All of the above eat away at our GDP as they are bills that our government have to pay now or in the future. Keep in mind I didn't include potential additional funding needed for current wars, future wars, bailout of banks involved in the sub-prime debacle or the highly probable, unregulated, over the counter derivatives meltdown. There won't be any future expenditures needed for any of that right? You can count on the government and the Federal Reserve to handle the economy right? They've done such a wonderful job so far right? Or have they?
Annual Real GDP Growth is down four straight years. Some define a recession as two consecutive quarters of lower GDP. What does 4 years in a row of lower GDP signify? Are we in the middle of something worse than a recession? A deck of cards propped up by the last ditch Federal Reserve intervention? Are you hearing any of this from the corporate owned media? CNBC? Fox Business Channel? The Wall Street Journal?
They're still telling you to invest 75% of your money into the stock market! But what happens during a recession to the stock market? "Based on historical experience the stock market is likely to fall sharply by about 28% from peak to the trough according to RGE Monitor's Nouriel Roubini. Or you can just go on believing everything is just fine like our Commander in Chief.
So what's keeping this game going? You can thank the American Consumer who has an infatuation with debt! During the Greenspan years, it was the artificial lowering of interest rates that caused the increased housing equity for consumers to tap and spend and keep the economy going. What did this Fed induced spending create? The burst of the greatest real estate bubble in U.S. history and the largest sub-prime debacle to boot. Is the Fed still sticking its nose into the economy?
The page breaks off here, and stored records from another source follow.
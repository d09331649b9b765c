//! marinascan - collect OpenStreetMap marinas within a city boundary, count
//! nearby amenities, and write the result as CSV

pub mod amenity;
pub mod api;
pub mod config;
pub mod domain;
pub mod error;
pub mod geometry;
pub mod osm;
pub mod output;
pub mod pipeline;

pub use config::PipelineConfig;
pub use error::{PipelineError, ProbeError, ServiceError};
pub use pipeline::{RunSummary, Services, collect_records, count, run};
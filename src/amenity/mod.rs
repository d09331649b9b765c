pub mod prober;

pub use prober::{AmenityCategory, AmenityProber};
use crate::domain::Coordinate;

/// Nearby-amenity counts for one feature. `None` means the lookup failed.
#[derive(Debug, Clone, Copy, Default, PartialEq, Eq)]
pub struct AmenityCounts {
    pub grocery: Option<u32>,
    pub culture: Option<u32>,
    pub hotel: Option<u32>,
}

impl AmenityCounts {
    pub fn new(grocery: u32, culture: u32, hotel: u32) -> Self {
        Self {
            grocery: Some(grocery),
            culture: Some(culture),
            hotel: Some(hotel),
        }
    }

    /// All three categories null
    pub fn unavailable() -> Self {
        Self::default()
    }
}

/// One output row
#[derive(Debug, Clone, PartialEq)]
pub struct MarinaRecord {
    pub city: String,
    /// 1-based position in the feature query result
    pub marina_number: usize,
    pub coordinate: Option<Coordinate>,
    pub water_capacity: Option<String>,
    pub land_capacity: Option<String>,
    /// Present only when enrichment is enabled
    pub amenities: Option<AmenityCounts>,
}

impl MarinaRecord {
    pub fn latitude(&self) -> Option<f64> {
        self.coordinate.map(|c| c.lat)
    }

    pub fn longitude(&self) -> Option<f64> {
        self.coordinate.map(|c| c.lon)
    }
}
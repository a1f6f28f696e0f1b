use std::fs;
use std::io::Cursor;
use std::path::Path;

use anyhow::{Context, Result, anyhow};
use exif::{In, Reader, Tag, Value};
use raylib::prelude::*;

// --- Read EXIF orientation (JPEG only), 1 when absent ---
fn exif_orientation(image_path: &Path, file_bytes: &[u8]) -> u16 {
    match Reader::new().read_from_container(&mut Cursor::new(file_bytes)) {
        Ok(exif) => match exif.get_field(Tag::Orientation, In::PRIMARY).map(|f| &f.value) {
            Some(Value::Short(values)) if !values.is_empty() => values[0],
            _ => 1,
        },
        Err(e) => {
            // Not fatal: show the image unrotated
            tracing::warn!("could not read EXIF data for {}: {}", image_path.display(), e);
            1
        }
    }
}

// --- Load Image, Apply EXIF Rotation, Create Texture ---
pub fn load_texture_with_exif_rotation(
    rl: &mut RaylibHandle,
    thread: &RaylibThread,
    image_path: &Path,
) -> Result<Texture2D> {
    let file_bytes = fs::read(image_path)
        .with_context(|| format!("failed to read {}", image_path.display()))?;

    let extension = image_path
        .extension()
        .and_then(|s| s.to_str())
        .unwrap_or("")
        .to_lowercase();
    let orientation = if extension == "jpg" || extension == "jpeg" {
        exif_orientation(image_path, &file_bytes)
    } else {
        1
    };

    let mut image = Image::load_image_from_mem(&format!(".{extension}"), &file_bytes)
        .map_err(|e| anyhow!("failed to decode {}: {}", image_path.display(), e))?;

    // 3 = 180 deg, 6 = 90 deg clockwise, 8 = 90 deg counter-clockwise.
    // Mirrored orientations are shown as-is.
    match orientation {
        3 => {
            image.rotate_cw();
            image.rotate_cw();
        }
        6 => image.rotate_cw(),
        8 => image.rotate_ccw(),
        _ => {}
    }
    if orientation != 1 {
        tracing::debug!("applied EXIF orientation {} to {}", orientation, image_path.display());
    }

    let texture = rl
        .load_texture_from_image(thread, &image)
        .map_err(|e| anyhow!("failed to create texture for {}: {}", image_path.display(), e))?;

    Ok(texture)
}
use raylib::prelude::*;

use carousel::{Intent, Snapshot};

const ARROW_SIZE: f32 = 56.0;
const DOT_RADIUS: f32 = 6.0;
const DOT_SPACING: f32 = 22.0;
const PROGRESS_HEIGHT: f32 = 4.0;
const BUTTON_SIZE: f32 = 36.0;

const ENABLED: Color = Color::new(255, 255, 255, 220);
const DISABLED: Color = Color::new(255, 255, 255, 60);
const SCRIM: Color = Color::new(0, 0, 0, 140);

fn contains(rect: &Rectangle, point: Vector2) -> bool {
    point.x >= rect.x
        && point.x <= rect.x + rect.width
        && point.y >= rect.y
        && point.y <= rect.y + rect.height
}

/// Positions of the carousel controls for one window size
pub struct ChromeLayout {
    previous: Rectangle,
    next: Rectangle,
    play: Rectangle,
    dots: Vec<Rectangle>,
    progress: Rectangle,
}

impl ChromeLayout {
    pub fn new(width: f32, height: f32, slide_count: usize) -> Self {
        let arrow_y = (height - ARROW_SIZE) * 0.5;
        let dots_width = slide_count as f32 * DOT_SPACING;
        let dots_x = (width - dots_width) * 0.5;
        let dots_y = height - 40.0;

        Self {
            previous: Rectangle::new(16.0, arrow_y, ARROW_SIZE, ARROW_SIZE),
            next: Rectangle::new(width - 16.0 - ARROW_SIZE, arrow_y, ARROW_SIZE, ARROW_SIZE),
            play: Rectangle::new(width - 16.0 - BUTTON_SIZE, 16.0, BUTTON_SIZE, BUTTON_SIZE),
            dots: (0..slide_count)
                .map(|i| {
                    Rectangle::new(
                        dots_x + i as f32 * DOT_SPACING,
                        dots_y - DOT_SPACING * 0.5,
                        DOT_SPACING,
                        DOT_SPACING,
                    )
                })
                .collect(),
            progress: Rectangle::new(0.0, height - PROGRESS_HEIGHT, width, PROGRESS_HEIGHT),
        }
    }

    /// Control under `point`, if any. Disabled arrows still report their
    /// intent; the controller ignores it at the boundary.
    pub fn hit(&self, point: Vector2) -> Option<Intent> {
        if contains(&self.previous, point) {
            return Some(Intent::Previous);
        }
        if contains(&self.next, point) {
            return Some(Intent::Next);
        }
        if contains(&self.play, point) {
            return Some(Intent::TogglePlay);
        }
        self.dots
            .iter()
            .position(|dot| contains(dot, point))
            .map(Intent::GoTo)
    }

    pub fn draw(&self, d: &mut RaylibDrawHandle, snapshot: &Snapshot) {
        if snapshot.len > 1 {
            draw_arrow(d, &self.previous, "<", snapshot.can_go_previous);
            draw_arrow(d, &self.next, ">", snapshot.can_go_next);

            d.draw_rectangle_rec(self.play, SCRIM);
            let label = if snapshot.is_playing { "||" } else { ">" };
            d.draw_text(label, self.play.x as i32 + 12, self.play.y as i32 + 8, 20, ENABLED);
        }

        for (dot, state) in self.dots.iter().zip(snapshot.dots.iter()) {
            let color = if state.active { ENABLED } else { DISABLED };
            let radius = if state.active { DOT_RADIUS * 1.3 } else { DOT_RADIUS };
            d.draw_circle(
                (dot.x + dot.width * 0.5) as i32,
                (dot.y + dot.height * 0.5) as i32,
                radius,
                color,
            );
        }

        let mut filled = self.progress;
        filled.width *= snapshot.progress_percent / 100.0;
        d.draw_rectangle_rec(self.progress, SCRIM);
        d.draw_rectangle_rec(filled, Color::SKYBLUE);
    }
}

fn draw_arrow(d: &mut RaylibDrawHandle, rect: &Rectangle, glyph: &str, enabled: bool) {
    d.draw_rectangle_rec(*rect, SCRIM);
    let color = if enabled { ENABLED } else { DISABLED };
    d.draw_text(glyph, rect.x as i32 + 18, rect.y as i32 + 10, 36, color);
}
/// Last navigation direction, used by renderers to pick the transition side
#[derive(Debug, PartialEq, Eq, Clone, Copy, Default)]
pub enum Direction {
    #[default]
    Forward,
    Backward,
}

/// Whether `tick` moves the autoplay clock
#[derive(Debug, PartialEq, Eq, Clone, Copy)]
pub enum PlaybackState {
    Advancing, // Playing and not held by hover
    Suspended, // Paused, or playing but hovered with pause-on-hover
}

impl PlaybackState {
    pub fn resolve(is_playing: bool, is_hovered: bool, pause_on_hover: bool) -> Self {
        if is_playing && !(pause_on_hover && is_hovered) {
            PlaybackState::Advancing
        } else {
            PlaybackState::Suspended
        }
    }
}
use std::fs;
use std::path::{Path, PathBuf};

use crate::error::{CarouselError, Result};

/// One carousel entry. The controller only counts these; renderers read them.
#[derive(Debug, Clone, PartialEq, Default)]
pub struct Slide {
    pub title: String,
    pub description: Option<String>,
    pub image: Option<PathBuf>,
    pub button_label: Option<String>,
}

impl Slide {
    pub fn new(title: impl Into<String>) -> Self {
        Self {
            title: title.into(),
            ..Self::default()
        }
    }

    pub fn with_description(mut self, description: impl Into<String>) -> Self {
        self.description = Some(description.into());
        self
    }

    pub fn with_image(mut self, image: impl Into<PathBuf>) -> Self {
        self.image = Some(image.into());
        self
    }

    pub fn with_button_label(mut self, label: impl Into<String>) -> Self {
        self.button_label = Some(label.into());
        self
    }
}

fn is_image(path: &Path) -> bool {
    match path.extension().and_then(|s| s.to_str()) {
        Some(ext) => matches!(
            ext.to_lowercase().as_str(),
            "png" | "jpg" | "jpeg" | "bmp" | "gif"
        ),
        None => false,
    }
}

/// Build one slide per image file in `dir`, ordered by file name.
pub fn discover_slides(dir: impl AsRef<Path>) -> Result<Vec<Slide>> {
    let dir = dir.as_ref();
    let io_err = |source| CarouselError::Io {
        path: dir.to_path_buf(),
        source,
    };

    let mut paths = Vec::new();
    for entry in fs::read_dir(dir).map_err(io_err)? {
        let path = entry.map_err(io_err)?.path();
        if path.is_file() && is_image(&path) {
            paths.push(path);
        }
    }
    paths.sort_by(|a, b| a.file_name().cmp(&b.file_name()));

    if paths.is_empty() {
        return Err(CarouselError::NoSlides(dir.to_path_buf()));
    }
    tracing::debug!("found {} slide images in {}", paths.len(), dir.display());

    Ok(paths
        .into_iter()
        .map(|path| {
            let title = path
                .file_stem()
                .map(|stem| stem.to_string_lossy().into_owned())
                .unwrap_or_default();
            Slide::new(title).with_image(path)
        })
        .collect())
}
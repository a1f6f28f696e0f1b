use std::time::Duration;

use crate::state::{Direction, PlaybackState};

/// One indicator dot under the carousel
#[derive(Debug, Clone, Copy, PartialEq, Eq)]
pub struct DotState {
    pub index: usize,
    pub active: bool,
}

/// Read-only view of the navigation state handed to renderers
#[derive(Debug, Clone, PartialEq)]
pub struct Snapshot {
    /// `None` only when there are no slides
    pub current_index: Option<usize>,
    pub len: usize,
    pub direction: Direction,
    pub is_playing: bool,
    pub is_hovered: bool,
    pub playback: PlaybackState,
    pub elapsed_in_slide: Duration,
    pub progress_percent: f32,
    pub can_go_previous: bool,
    pub can_go_next: bool,
    pub dots: Vec<DotState>,
}

impl Snapshot {
    pub(crate) fn progress_percent(current_index: Option<usize>, len: usize) -> f32 {
        match current_index {
            Some(index) if len > 1 => (index + 1) as f32 / len as f32 * 100.0,
            _ => 100.0,
        }
    }

    pub(crate) fn dots(current_index: Option<usize>, len: usize) -> Vec<DotState> {
        (0..len)
            .map(|index| DotState {
                index,
                active: Some(index) == current_index,
            })
            .collect()
    }
}

#[cfg(test)]
mod tests {
    use super::*;

    #[test]
    fn test_progress_percent() {
        assert_eq!(Snapshot::progress_percent(Some(0), 4), 25.0);
        assert_eq!(Snapshot::progress_percent(Some(3), 4), 100.0);
        assert_eq!(Snapshot::progress_percent(Some(0), 1), 100.0);
        assert_eq!(Snapshot::progress_percent(None, 0), 100.0);
    }

    #[test]
    fn test_single_active_dot() {
        let dots = Snapshot::dots(Some(1), 3);
        assert_eq!(dots.len(), 3);
        assert_eq!(dots.iter().filter(|d| d.active).count(), 1);
        assert!(dots[1].active);
        assert!(Snapshot::dots(None, 0).is_empty());
    }
}
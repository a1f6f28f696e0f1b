use raylib::prelude::*;

use carousel::Direction;
use carousel::constants::TRANSITION_DURATION;

/// Horizontal slide-in between two carousel positions. Offsets are fractions
/// of the screen width.
pub struct Transition {
    shown: Option<usize>,
    outgoing: Option<usize>,
    sign: f32,
    progress: f32,
    animation_timer: f32,
    tween: Option<ease::Tween>,
}

impl Default for Transition {
    fn default() -> Self {
        Self::new()
    }
}

impl Transition {
    pub fn new() -> Self {
        Self {
            shown: None,
            outgoing: None,
            sign: 1.0,
            progress: 1.0,
            animation_timer: 0.0,
            tween: None,
        }
    }

    /// Start animating towards `current` if it differs from what is on screen.
    pub fn retarget(&mut self, current: Option<usize>, direction: Direction) {
        if current == self.shown {
            return;
        }
        self.outgoing = self.shown;
        self.shown = current;

        // First slide appears without animation
        if self.outgoing.is_none() {
            return;
        }

        // Forward: the new slide comes in from the right
        self.sign = match direction {
            Direction::Forward => 1.0,
            Direction::Backward => -1.0,
        };
        self.progress = 0.0;
        self.animation_timer = 0.0;
        self.tween = Some(ease::Tween::new(ease::cubic_out, 0.0, 1.0, TRANSITION_DURATION));
    }

    pub fn update(&mut self, dt: f32) {
        let Some(tween) = self.tween.as_mut() else {
            return;
        };
        self.progress = tween.apply(dt);
        self.animation_timer += dt;

        if self.animation_timer >= TRANSITION_DURATION {
            self.progress = 1.0;
            self.tween = None;
            self.outgoing = None;
        }
    }

    /// Slides to draw this frame with their horizontal offsets.
    pub fn layers(&self) -> Vec<(usize, f32)> {
        let mut layers = Vec::with_capacity(2);
        if let Some(outgoing) = self.outgoing {
            layers.push((outgoing, -self.sign * self.progress));
        }
        if let Some(shown) = self.shown {
            layers.push((shown, self.sign * (1.0 - self.progress)));
        }
        layers
    }
}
Today, the consumer is still spending according to the CBO; "Consumer spending on services, exports, and investment in business structures were major contributors to the 2.2 percent growth in real GDP in 2007." How much longer can the consumer keep spending?
The consumer needs to take responsibility for their own actions but again, "ignorance is bliss right?" The consumer trusts in their government, the Federal Reserve and the media to be in their best interest right?
The facts above may state otherwise.
Naturally, now that you have the information at hand, you will come to the conclusion that higher taxes and higher inflation are with us today and embedded in your future unless you research why Ron Paul is the only Presidential candidate that will eliminate inflation and income taxes and act on that research by voting for him.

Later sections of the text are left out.